◆ Exercise brief: Among the records that follow, find the line with "pub fn pending(&self)" and the line with "pub fn clear(&mut". Set down those lines and all lines between them exactly, without adding anything.

+++ Exercise data

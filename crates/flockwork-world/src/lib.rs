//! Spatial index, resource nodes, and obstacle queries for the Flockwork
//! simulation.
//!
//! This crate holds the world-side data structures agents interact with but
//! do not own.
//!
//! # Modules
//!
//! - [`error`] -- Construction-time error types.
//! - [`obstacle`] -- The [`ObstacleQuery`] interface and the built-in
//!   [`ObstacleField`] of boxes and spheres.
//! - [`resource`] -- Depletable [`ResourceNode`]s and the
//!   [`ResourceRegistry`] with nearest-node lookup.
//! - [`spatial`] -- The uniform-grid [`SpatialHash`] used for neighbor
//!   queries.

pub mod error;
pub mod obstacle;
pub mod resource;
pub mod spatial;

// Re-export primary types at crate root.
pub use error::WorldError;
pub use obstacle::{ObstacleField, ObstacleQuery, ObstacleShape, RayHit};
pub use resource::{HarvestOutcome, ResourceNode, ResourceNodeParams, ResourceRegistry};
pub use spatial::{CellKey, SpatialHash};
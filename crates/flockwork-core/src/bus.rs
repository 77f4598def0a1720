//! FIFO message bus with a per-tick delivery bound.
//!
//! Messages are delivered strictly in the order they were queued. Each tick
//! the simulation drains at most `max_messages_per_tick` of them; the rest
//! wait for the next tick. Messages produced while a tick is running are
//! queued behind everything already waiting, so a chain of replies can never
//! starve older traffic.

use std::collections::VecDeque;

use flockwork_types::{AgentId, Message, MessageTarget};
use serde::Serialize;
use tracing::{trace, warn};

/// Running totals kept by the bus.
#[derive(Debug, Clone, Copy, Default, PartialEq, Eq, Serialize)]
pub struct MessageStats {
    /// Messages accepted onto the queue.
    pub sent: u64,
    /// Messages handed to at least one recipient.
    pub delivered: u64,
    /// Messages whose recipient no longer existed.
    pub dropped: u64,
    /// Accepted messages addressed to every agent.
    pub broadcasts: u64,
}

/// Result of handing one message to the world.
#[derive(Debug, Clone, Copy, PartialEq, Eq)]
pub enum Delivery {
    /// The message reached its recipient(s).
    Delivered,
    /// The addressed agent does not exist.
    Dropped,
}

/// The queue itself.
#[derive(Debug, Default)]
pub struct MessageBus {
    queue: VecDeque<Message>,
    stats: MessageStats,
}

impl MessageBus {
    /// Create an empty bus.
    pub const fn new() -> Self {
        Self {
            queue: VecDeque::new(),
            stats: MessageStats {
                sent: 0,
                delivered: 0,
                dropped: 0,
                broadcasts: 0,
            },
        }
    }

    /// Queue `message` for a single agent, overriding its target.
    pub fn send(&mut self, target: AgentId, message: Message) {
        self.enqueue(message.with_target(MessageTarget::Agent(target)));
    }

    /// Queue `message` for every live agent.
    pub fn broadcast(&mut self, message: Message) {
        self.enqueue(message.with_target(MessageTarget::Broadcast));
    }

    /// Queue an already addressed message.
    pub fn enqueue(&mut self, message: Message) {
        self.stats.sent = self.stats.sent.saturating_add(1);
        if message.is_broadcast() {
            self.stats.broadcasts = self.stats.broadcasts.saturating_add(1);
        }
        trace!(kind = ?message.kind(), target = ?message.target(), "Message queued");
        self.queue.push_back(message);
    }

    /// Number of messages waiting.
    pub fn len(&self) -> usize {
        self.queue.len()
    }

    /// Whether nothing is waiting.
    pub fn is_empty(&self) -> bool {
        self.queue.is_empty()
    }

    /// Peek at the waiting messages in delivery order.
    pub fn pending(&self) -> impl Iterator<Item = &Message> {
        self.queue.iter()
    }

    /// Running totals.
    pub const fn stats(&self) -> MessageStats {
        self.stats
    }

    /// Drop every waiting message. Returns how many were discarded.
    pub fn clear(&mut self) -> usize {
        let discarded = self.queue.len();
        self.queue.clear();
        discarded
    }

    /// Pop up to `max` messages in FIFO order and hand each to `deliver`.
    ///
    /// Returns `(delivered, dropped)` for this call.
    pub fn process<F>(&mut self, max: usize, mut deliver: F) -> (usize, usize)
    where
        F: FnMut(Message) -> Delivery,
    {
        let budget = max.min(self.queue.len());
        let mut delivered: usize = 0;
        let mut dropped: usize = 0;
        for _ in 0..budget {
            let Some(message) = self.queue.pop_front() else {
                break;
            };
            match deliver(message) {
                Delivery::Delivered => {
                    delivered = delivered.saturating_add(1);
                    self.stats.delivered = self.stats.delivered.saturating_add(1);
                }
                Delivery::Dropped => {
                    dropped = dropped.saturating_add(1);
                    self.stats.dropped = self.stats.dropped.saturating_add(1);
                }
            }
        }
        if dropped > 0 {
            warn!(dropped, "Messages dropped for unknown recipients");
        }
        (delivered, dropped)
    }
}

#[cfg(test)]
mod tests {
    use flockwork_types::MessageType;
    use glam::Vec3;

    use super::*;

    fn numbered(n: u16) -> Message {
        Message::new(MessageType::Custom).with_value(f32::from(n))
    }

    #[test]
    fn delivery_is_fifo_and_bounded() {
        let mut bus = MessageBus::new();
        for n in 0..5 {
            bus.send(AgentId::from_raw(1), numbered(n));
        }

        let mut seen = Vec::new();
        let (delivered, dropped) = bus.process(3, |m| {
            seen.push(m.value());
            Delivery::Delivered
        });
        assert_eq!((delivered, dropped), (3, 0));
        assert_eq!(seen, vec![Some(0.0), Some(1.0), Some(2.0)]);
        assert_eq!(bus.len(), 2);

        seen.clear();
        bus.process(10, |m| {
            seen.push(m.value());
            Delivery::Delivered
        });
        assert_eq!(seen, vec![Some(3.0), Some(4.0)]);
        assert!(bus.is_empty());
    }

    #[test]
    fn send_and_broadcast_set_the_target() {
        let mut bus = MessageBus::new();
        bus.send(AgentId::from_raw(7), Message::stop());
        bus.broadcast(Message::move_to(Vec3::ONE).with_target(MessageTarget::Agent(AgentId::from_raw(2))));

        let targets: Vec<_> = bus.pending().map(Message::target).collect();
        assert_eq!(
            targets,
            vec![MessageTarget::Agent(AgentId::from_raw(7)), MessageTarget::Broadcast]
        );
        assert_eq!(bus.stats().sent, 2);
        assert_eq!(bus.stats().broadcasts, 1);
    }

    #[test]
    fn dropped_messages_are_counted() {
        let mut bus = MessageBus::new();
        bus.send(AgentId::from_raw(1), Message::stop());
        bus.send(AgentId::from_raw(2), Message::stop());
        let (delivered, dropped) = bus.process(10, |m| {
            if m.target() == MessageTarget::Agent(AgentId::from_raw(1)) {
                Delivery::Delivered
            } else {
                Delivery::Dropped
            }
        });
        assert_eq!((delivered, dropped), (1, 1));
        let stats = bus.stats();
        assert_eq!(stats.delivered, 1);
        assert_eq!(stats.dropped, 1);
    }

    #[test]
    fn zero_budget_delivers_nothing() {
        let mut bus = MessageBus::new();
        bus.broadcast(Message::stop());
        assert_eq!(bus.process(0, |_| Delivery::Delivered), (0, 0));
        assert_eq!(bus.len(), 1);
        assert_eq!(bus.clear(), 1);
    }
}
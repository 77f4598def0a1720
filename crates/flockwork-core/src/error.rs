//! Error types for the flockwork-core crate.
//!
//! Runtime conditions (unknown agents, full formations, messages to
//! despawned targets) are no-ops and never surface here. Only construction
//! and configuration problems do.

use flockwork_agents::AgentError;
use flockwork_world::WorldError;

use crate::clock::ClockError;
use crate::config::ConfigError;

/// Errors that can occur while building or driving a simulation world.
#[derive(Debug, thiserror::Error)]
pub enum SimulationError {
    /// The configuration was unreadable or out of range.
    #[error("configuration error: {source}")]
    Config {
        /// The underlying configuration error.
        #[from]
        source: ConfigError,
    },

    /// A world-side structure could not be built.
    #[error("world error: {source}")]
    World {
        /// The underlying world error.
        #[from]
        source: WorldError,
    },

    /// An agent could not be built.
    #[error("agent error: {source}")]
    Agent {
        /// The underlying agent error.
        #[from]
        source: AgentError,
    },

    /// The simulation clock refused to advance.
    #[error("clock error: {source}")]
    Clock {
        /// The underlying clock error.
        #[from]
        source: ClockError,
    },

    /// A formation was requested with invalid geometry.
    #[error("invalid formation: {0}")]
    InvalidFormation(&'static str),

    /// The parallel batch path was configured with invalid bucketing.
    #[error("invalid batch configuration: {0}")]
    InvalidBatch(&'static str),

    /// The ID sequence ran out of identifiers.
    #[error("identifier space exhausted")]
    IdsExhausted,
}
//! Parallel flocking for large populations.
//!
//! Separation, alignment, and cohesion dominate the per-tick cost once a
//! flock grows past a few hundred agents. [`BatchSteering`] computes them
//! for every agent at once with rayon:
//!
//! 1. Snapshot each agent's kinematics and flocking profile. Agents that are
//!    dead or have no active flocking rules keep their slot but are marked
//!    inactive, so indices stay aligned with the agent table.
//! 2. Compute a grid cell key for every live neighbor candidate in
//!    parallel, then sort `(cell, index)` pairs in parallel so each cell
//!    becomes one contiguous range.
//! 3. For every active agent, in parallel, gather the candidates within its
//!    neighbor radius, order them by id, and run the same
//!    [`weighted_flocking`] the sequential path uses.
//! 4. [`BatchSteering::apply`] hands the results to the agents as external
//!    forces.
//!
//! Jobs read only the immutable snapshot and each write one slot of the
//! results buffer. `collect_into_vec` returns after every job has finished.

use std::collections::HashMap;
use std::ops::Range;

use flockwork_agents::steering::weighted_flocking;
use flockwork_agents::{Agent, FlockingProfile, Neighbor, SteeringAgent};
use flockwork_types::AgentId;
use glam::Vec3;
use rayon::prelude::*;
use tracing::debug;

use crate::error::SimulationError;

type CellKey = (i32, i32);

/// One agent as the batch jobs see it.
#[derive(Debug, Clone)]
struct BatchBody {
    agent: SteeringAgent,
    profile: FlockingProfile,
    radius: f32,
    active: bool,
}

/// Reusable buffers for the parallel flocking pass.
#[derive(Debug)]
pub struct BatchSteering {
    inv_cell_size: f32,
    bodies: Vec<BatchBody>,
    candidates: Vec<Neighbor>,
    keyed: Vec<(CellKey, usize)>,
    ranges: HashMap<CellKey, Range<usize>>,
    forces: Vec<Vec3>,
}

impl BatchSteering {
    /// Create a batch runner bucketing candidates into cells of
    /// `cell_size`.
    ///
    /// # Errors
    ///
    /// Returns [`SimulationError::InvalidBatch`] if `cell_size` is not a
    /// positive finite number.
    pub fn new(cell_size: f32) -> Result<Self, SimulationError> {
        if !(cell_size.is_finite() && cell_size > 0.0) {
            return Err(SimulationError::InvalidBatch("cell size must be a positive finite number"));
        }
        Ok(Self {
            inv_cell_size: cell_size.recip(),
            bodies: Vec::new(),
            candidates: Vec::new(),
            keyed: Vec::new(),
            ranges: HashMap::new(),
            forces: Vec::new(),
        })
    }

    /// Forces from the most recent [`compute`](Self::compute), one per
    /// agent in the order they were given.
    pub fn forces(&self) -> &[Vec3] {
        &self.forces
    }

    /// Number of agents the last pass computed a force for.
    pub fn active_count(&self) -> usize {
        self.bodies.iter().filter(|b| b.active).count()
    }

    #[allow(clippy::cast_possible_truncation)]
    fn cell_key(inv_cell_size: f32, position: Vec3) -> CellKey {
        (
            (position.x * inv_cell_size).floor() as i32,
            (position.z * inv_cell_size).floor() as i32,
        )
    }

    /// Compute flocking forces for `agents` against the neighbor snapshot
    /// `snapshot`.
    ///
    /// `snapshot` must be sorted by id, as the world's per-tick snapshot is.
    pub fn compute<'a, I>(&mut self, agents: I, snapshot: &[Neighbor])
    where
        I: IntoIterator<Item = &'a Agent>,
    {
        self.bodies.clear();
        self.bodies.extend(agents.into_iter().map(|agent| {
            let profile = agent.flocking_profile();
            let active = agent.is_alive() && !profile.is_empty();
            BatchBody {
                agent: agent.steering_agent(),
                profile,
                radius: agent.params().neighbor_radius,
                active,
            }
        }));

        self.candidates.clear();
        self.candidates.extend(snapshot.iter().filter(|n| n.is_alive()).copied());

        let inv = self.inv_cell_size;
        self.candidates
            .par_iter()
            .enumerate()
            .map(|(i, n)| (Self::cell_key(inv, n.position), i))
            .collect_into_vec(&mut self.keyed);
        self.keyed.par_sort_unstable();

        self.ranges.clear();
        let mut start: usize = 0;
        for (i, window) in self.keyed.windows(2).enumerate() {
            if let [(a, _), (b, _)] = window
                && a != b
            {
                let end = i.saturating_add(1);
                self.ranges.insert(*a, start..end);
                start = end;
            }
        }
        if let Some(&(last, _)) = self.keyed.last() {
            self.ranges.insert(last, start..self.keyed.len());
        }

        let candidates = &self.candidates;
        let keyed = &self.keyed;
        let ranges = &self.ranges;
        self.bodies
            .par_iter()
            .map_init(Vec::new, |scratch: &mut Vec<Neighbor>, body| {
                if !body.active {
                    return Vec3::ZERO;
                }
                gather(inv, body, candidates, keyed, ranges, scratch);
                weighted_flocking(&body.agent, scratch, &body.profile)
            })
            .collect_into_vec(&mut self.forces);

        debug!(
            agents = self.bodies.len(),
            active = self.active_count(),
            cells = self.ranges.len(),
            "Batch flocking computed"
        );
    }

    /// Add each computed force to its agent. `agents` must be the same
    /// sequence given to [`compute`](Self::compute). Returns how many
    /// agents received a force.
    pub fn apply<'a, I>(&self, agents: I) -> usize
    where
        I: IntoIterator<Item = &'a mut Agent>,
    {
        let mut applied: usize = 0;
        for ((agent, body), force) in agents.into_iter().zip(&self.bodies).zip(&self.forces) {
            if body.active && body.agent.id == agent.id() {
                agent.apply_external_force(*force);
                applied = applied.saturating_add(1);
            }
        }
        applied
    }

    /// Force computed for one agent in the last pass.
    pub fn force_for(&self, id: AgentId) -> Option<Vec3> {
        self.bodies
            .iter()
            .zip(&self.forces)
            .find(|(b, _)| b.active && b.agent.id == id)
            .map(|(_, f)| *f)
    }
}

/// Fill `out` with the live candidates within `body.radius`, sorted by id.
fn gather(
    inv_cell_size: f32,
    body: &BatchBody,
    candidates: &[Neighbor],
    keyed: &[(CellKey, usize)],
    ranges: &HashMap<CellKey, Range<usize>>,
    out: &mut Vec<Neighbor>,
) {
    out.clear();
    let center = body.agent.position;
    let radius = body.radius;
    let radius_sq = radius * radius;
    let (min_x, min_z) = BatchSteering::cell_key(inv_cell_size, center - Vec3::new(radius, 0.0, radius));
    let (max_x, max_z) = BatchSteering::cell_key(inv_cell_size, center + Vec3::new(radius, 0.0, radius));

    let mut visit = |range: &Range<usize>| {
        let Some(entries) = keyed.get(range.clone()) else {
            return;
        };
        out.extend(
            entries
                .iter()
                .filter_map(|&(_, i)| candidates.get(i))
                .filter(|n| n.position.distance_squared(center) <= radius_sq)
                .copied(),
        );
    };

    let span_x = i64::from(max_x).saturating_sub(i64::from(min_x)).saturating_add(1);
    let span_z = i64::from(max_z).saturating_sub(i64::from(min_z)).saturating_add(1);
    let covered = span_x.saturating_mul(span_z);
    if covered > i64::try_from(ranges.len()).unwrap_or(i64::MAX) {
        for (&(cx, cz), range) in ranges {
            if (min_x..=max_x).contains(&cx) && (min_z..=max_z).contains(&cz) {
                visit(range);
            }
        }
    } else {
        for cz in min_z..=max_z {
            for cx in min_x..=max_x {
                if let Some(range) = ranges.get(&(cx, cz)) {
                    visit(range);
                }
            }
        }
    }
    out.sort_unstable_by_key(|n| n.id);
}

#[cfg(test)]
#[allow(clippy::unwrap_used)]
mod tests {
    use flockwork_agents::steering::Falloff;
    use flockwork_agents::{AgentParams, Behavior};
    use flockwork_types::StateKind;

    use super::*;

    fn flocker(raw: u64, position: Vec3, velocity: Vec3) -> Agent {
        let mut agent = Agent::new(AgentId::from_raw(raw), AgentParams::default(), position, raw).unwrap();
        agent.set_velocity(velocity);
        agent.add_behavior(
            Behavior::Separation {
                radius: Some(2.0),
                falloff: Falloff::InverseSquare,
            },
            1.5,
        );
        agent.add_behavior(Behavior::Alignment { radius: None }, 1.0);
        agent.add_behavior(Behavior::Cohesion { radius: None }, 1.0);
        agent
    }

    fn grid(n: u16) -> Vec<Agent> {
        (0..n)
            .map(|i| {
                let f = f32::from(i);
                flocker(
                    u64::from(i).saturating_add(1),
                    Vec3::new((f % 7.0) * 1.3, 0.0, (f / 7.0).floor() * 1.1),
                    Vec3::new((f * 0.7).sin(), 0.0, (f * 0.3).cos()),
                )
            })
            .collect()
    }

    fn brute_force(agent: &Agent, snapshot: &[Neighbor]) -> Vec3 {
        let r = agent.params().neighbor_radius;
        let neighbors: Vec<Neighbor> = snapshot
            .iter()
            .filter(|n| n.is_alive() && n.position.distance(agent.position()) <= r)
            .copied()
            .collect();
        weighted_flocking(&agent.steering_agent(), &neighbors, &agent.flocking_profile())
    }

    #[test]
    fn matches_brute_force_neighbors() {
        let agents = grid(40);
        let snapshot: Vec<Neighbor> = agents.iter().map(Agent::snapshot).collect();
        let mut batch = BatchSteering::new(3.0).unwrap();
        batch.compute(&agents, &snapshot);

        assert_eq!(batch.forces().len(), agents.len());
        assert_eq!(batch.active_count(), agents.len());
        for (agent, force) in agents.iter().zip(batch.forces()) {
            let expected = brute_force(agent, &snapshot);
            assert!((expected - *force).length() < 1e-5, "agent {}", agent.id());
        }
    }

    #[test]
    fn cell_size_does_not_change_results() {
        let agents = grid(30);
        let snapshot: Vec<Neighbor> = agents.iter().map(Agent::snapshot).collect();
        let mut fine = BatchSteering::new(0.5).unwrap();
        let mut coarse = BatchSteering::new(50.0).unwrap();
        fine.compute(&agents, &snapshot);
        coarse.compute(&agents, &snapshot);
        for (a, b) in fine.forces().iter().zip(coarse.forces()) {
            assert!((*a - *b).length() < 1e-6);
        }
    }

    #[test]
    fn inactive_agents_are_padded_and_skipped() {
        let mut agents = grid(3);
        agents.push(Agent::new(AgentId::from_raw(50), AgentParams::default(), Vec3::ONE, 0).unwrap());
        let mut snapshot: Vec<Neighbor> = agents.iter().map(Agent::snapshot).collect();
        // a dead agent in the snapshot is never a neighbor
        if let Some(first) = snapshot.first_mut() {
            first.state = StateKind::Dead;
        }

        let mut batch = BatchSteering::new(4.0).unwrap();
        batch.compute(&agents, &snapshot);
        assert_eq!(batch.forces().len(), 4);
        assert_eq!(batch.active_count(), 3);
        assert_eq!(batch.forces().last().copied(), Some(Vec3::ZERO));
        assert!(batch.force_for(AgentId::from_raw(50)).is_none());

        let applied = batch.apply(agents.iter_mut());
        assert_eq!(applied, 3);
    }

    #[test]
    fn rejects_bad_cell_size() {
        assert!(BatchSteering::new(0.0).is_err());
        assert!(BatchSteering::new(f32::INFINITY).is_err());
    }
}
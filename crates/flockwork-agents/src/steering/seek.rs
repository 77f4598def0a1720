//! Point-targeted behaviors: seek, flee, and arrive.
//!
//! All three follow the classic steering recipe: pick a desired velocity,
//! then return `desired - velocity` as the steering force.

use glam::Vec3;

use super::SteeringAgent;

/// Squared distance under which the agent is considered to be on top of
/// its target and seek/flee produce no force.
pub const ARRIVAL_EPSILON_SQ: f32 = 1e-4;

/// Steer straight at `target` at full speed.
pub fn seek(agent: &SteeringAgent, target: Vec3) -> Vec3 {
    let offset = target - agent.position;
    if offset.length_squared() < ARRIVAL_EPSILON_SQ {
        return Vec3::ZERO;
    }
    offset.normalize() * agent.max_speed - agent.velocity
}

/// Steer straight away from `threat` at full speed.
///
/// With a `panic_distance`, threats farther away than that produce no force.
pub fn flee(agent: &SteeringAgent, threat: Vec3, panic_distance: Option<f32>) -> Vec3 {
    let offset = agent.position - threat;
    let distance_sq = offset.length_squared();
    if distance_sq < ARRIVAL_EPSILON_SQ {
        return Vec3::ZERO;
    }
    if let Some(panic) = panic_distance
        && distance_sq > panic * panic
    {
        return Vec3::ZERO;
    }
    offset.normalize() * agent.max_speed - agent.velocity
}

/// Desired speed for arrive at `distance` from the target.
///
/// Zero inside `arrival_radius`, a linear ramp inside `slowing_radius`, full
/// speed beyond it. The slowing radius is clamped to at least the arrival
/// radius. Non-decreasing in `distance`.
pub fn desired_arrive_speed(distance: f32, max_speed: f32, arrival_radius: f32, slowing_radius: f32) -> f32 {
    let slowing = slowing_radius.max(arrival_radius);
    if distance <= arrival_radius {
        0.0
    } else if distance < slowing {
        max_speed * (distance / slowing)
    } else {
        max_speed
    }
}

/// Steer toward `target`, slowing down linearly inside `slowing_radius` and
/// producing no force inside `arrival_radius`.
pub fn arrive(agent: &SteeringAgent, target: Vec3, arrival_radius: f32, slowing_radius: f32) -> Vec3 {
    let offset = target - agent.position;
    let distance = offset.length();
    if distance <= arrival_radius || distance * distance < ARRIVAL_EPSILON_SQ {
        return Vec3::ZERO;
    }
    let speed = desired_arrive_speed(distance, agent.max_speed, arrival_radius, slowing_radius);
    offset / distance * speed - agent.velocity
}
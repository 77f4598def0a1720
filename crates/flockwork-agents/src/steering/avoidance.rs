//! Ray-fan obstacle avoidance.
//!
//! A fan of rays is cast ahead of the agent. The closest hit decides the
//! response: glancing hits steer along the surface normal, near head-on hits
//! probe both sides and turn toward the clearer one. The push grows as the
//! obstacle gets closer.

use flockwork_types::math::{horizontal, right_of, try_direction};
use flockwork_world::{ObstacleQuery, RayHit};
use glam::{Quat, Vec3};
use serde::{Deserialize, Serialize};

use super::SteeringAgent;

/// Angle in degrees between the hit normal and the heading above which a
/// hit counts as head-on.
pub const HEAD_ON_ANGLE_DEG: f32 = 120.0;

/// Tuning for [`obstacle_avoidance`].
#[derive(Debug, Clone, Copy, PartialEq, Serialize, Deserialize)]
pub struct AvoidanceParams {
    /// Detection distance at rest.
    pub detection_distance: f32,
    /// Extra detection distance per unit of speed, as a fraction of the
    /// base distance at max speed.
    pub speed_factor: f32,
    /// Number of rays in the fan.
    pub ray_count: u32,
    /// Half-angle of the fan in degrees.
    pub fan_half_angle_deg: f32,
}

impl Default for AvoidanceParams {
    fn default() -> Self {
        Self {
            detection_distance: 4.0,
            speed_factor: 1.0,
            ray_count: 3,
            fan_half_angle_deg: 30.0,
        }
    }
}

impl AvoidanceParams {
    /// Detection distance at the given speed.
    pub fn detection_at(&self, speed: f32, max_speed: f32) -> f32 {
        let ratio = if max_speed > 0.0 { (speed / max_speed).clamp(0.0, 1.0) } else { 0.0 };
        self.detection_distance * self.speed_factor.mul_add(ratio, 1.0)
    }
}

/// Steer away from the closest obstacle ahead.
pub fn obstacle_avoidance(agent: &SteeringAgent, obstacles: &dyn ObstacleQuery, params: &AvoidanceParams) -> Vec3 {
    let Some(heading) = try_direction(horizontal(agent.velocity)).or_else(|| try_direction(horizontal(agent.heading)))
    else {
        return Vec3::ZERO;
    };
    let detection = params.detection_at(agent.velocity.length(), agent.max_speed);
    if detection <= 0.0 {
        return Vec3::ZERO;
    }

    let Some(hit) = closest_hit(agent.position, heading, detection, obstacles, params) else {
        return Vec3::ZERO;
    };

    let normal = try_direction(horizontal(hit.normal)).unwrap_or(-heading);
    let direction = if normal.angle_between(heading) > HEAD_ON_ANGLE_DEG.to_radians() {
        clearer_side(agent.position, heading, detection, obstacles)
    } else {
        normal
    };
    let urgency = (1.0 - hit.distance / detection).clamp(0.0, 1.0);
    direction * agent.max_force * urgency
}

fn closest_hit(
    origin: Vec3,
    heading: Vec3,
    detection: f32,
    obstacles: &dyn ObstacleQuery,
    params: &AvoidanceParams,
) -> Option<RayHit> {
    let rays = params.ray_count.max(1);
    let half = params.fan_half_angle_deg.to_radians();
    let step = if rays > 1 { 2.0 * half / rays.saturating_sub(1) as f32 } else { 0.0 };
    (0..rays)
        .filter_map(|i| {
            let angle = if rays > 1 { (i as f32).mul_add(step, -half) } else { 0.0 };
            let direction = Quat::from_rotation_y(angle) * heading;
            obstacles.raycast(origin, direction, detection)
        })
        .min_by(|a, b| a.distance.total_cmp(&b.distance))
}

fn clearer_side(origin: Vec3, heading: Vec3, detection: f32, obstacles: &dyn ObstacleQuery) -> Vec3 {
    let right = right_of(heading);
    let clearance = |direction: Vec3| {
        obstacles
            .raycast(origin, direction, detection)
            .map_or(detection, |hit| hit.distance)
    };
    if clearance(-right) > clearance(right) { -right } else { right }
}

++++++

◆ Task response:
    pub fn pending(&self) -> impl Iterator<Item = &Message> {
        self.queue.iter()
    }

    /// Running totals.
    pub const fn stats(&self) -> MessageStats {
        self.stats
    }

    /// Drop every waiting message. Returns how many were discarded.
    pub fn clear(&mut self) -> usize {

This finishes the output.